- _Assignment_: Search the listing below for lines that hold the word "PathBuf", and report only how many there are.
##############################
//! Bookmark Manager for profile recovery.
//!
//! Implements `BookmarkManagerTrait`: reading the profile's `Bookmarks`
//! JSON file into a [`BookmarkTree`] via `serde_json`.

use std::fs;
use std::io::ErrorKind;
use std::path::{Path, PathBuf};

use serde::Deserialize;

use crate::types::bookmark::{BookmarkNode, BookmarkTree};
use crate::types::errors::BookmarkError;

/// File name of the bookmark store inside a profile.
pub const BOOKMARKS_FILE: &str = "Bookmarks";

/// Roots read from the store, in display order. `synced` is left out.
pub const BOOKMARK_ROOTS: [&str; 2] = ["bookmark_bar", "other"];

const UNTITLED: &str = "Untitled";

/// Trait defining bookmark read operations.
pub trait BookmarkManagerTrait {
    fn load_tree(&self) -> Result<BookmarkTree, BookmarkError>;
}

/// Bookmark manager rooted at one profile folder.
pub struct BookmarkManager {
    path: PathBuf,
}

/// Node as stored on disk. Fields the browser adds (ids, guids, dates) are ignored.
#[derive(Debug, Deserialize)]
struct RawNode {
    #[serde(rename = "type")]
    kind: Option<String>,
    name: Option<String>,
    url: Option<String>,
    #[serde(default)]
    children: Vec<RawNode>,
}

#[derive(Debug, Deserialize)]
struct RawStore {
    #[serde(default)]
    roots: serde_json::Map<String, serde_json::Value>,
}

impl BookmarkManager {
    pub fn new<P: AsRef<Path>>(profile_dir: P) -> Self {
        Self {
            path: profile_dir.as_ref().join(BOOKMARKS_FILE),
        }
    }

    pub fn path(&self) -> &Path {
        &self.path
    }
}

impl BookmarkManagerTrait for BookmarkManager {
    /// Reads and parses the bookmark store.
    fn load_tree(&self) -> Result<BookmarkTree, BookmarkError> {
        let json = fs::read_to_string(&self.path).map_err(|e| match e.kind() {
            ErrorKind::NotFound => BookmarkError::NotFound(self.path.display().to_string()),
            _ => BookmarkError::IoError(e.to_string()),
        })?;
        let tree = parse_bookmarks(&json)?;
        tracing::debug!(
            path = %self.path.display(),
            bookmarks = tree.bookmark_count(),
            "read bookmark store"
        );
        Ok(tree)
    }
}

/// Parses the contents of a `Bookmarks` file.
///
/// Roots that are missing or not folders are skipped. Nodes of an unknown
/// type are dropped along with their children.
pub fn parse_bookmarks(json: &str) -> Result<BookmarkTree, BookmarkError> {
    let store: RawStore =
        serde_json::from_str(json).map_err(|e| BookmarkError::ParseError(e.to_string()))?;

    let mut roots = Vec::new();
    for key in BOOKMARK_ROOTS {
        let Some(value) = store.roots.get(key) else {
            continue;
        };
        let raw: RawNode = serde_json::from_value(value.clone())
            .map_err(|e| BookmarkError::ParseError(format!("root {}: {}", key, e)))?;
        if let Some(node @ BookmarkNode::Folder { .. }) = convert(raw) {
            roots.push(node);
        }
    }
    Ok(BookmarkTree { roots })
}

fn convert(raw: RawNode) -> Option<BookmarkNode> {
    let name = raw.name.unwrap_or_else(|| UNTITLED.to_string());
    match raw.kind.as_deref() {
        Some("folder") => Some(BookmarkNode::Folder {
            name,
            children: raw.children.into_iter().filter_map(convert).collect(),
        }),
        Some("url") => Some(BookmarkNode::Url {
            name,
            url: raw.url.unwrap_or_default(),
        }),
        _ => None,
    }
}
##############################
- _Written answer_: 2